Accorhotels, Europe’s largest hotel group, has acquired Fairmont, Raffles and Swissotel brands in a deal worth around $2.9bn.

The French group has signed an agreement with the Qatar Investment Authority (QIA), Kingdom Holding Company (KHC) of Saudi Arabia and Oxford Properties, an Ontario Municipal Employees Retirement System (OMERS) for the acquisition of FRHI Holdings, parent company of the three brands.

FHRI has 155 hotels and resorts, 40 of which are under development, in 34 countries across five continents.

Its portfolio includes Raffles Singapore; The Savoy in London; Shanghai's Fairmont Peace Hotel; The Plaza Hotel in New York; Le Royal Monceau - Raffles Paris; Fairmont San Francisco; Fairmont Banff Springs in Canada; and the Fairmont Grand Del Mar in San Diego.

Sébastien Bazin, Accorhotels chairman and CEO, said: "This is an outstanding opportunity to add three prestigious brands – Fairmont, Raffles and Swissotel – to our portfolio, and a great step forward for Accorhotels.

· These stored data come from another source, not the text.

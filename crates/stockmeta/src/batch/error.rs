use thiserror::Error;

use super::validation::{CostEstimate, RunMode};
use crate::db::DatabaseError;
use crate::error::ConfigError;

/// Reasons a run could not be started or joined.
#[derive(Error, Debug)]
pub enum BatchError {
    #[error("A generation run is already in progress")]
    AlreadyRunning,

    #[error("{}", .mode.empty_message())]
    NoEligibleFiles { mode: RunMode },

    #[error("{} file(s) no longer exist:\n{}", .paths.len(), .paths.join("\n"))]
    MissingFiles { paths: Vec<String> },

    #[error(
        "Run over {} files (about {} tokens) was not confirmed",
        .estimate.files,
        .estimate.total_tokens
    )]
    Declined { estimate: CostEstimate },

    #[error("Configuration error: {0}")]
    Config(#[from] ConfigError),

    #[error("Database error: {0}")]
    Database(#[from] DatabaseError),

    #[error("Failed to spawn batch thread: {0}")]
    SpawnFailed(String),

    #[error("Batch thread panicked")]
    WorkerPanicked,
}
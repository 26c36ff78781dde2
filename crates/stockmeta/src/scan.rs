//! Discovery of image and video assets on disk.

use std::path::{Path, PathBuf};

use walkdir::WalkDir;

use crate::db::{asset_repo, AssetRow, Database, DatabaseError};
use crate::error::ScanError;

/// Kind of media an asset holds, derived from its extension.
#[derive(Debug, Clone, Copy, PartialEq, Eq)]
pub enum MediaKind {
    Image,
    Video,
}

/// Classifies a path by MIME type. Returns `None` for anything that is not
/// an image or a video.
pub fn media_kind(path: &Path) -> Option<MediaKind> {
    let mime = mime_guess::from_path(path).first()?;
    match mime.type_().as_str() {
        "image" => Some(MediaKind::Image),
        "video" => Some(MediaKind::Video),
        _ => None,
    }
}

/// Recursively collects media files below `dir`, sorted by path.
/// Hidden files and directories are skipped.
pub fn collect_media_files(dir: &Path) -> Result<Vec<PathBuf>, ScanError> {
    if !dir.is_dir() {
        return Err(ScanError::NotADirectory(dir.to_path_buf()));
    }

    let mut files = Vec::new();
    let walker = WalkDir::new(dir)
        .follow_links(false)
        .into_iter()
        .filter_entry(|e| e.depth() == 0 || !e.file_name().to_string_lossy().starts_with('.'));

    for entry in walker {
        let entry = entry.map_err(|e| ScanError::Walk {
            path: dir.to_path_buf(),
            source: e,
        })?;
        if entry.file_type().is_file() && media_kind(entry.path()).is_some() {
            files.push(entry.into_path());
        }
    }

    files.sort();
    log::debug!("Found {} media files in {}", files.len(), dir.display());
    Ok(files)
}

/// Imports every given path as a draft asset, returning the stored rows.
pub fn import_files(db: &Database, paths: &[PathBuf]) -> Result<Vec<AssetRow>, DatabaseError> {
    let mut rows = Vec::with_capacity(paths.len());
    for path in paths {
        rows.push(asset_repo::import(db, &path.to_string_lossy())?);
    }
    log::info!("Imported {} assets", rows.len());
    Ok(rows)
}

#[cfg(test)]
mod tests {
    use super::*;
    use tempfile::TempDir;

    #[test]
    fn test_media_kind() {
        assert_eq!(media_kind(Path::new("a.JPG")), Some(MediaKind::Image));
        assert_eq!(media_kind(Path::new("clip.mp4")), Some(MediaKind::Video));
        assert_eq!(media_kind(Path::new("notes.txt")), None);
        assert_eq!(media_kind(Path::new("noext")), None);
    }

    #[test]
    fn test_collect_skips_hidden_and_non_media() {
        let dir = TempDir::new().unwrap();
        let root = dir.path();
        std::fs::create_dir_all(root.join("sub")).unwrap();
        std::fs::create_dir_all(root.join(".cache")).unwrap();
        for name in ["b.png", "a.jpg", "sub/c.mov", "readme.md", ".cache/d.jpg", ".e.jpg"] {
            std::fs::write(root.join(name), b"x").unwrap();
        }

        let files = collect_media_files(root).unwrap();
        let names: Vec<String> = files
            .iter()
            .map(|p| p.strip_prefix(root).unwrap().to_string_lossy().to_string())
            .collect();
        assert_eq!(names, vec!["a.jpg", "b.png", "sub/c.mov"]);
    }

    #[test]
    fn test_collect_requires_directory() {
        let dir = TempDir::new().unwrap();
        let file = dir.path().join("a.jpg");
        std::fs::write(&file, b"x").unwrap();
        assert!(matches!(
            collect_media_files(&file),
            Err(ScanError::NotADirectory(_))
        ));
    }

    #[test]
    fn test_import_files() {
        let db = Database::open_in_memory().unwrap();
        let rows = import_files(
            &db,
            &[PathBuf::from("/p/a.jpg"), PathBuf::from("/p/b.jpg")],
        )
        .unwrap();
        assert_eq!(rows.len(), 2);
        assert_eq!(rows[1].filename, "b.jpg");
    }
}
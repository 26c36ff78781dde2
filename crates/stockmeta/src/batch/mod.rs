//! Chunked, cancellable batch generation.
//!
//! A [`BatchRunner`] validates a request and hands the eligible records to a
//! [`sequencer::Sequencer`] running on its own thread. The sequencer walks
//! the chunks one after another; each chunk is executed by a
//! [`unit::BatchUnit`] that fans out one worker thread per file.

pub mod cancel;
pub mod chunk;
pub mod error;
pub mod runner;
pub mod sequencer;
pub mod unit;
pub mod validation;

pub use cancel::CancellationToken;
pub use error::BatchError;
pub use runner::{BatchRunner, RunHandle, RunRequest};
pub use sequencer::{RunState, RunSummary};
pub use validation::{CostEstimate, RunMode};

"It offers us robust and global leadership in luxury hotels, a key segment in terms of geographic reach, growth potential and profitability, for long-term value creation."

Accorhotels will pay for the acquisition by issuing 46.7 million new Accor shares and a cash payment of $840 million. Qatar Investment Authority and Kingdom Holding Company of Saudi Arabia are to become major shareholders, with 10.5 per cent and 5.8 per cent of the share capital respectively.


With Marriott’s acquisition of the Starwood group – it’s reported the combined entity will have 1.1 million rooms in more than 5,500 hotels – and now news of Accor buying FRHI group, this brings to mind the potential implications of consolidation. The Accor deal is not on the same scale as Marriott/Starwood, but nevertheless, Accor is already on of the world’s largest hotel chains.
Much has already been said by travel buyers and consumers about the adverse affects of airline consolidation in the US – less competition means higher prices.
But at least they understood the reasons for the mergers, as those airlines’ financial struggles were well documented.
This is not so clear with the burgeoning hotel groups. And it’s certainly difficult to spot any benefits for buyers and consumers from this trend of hotel consolidation.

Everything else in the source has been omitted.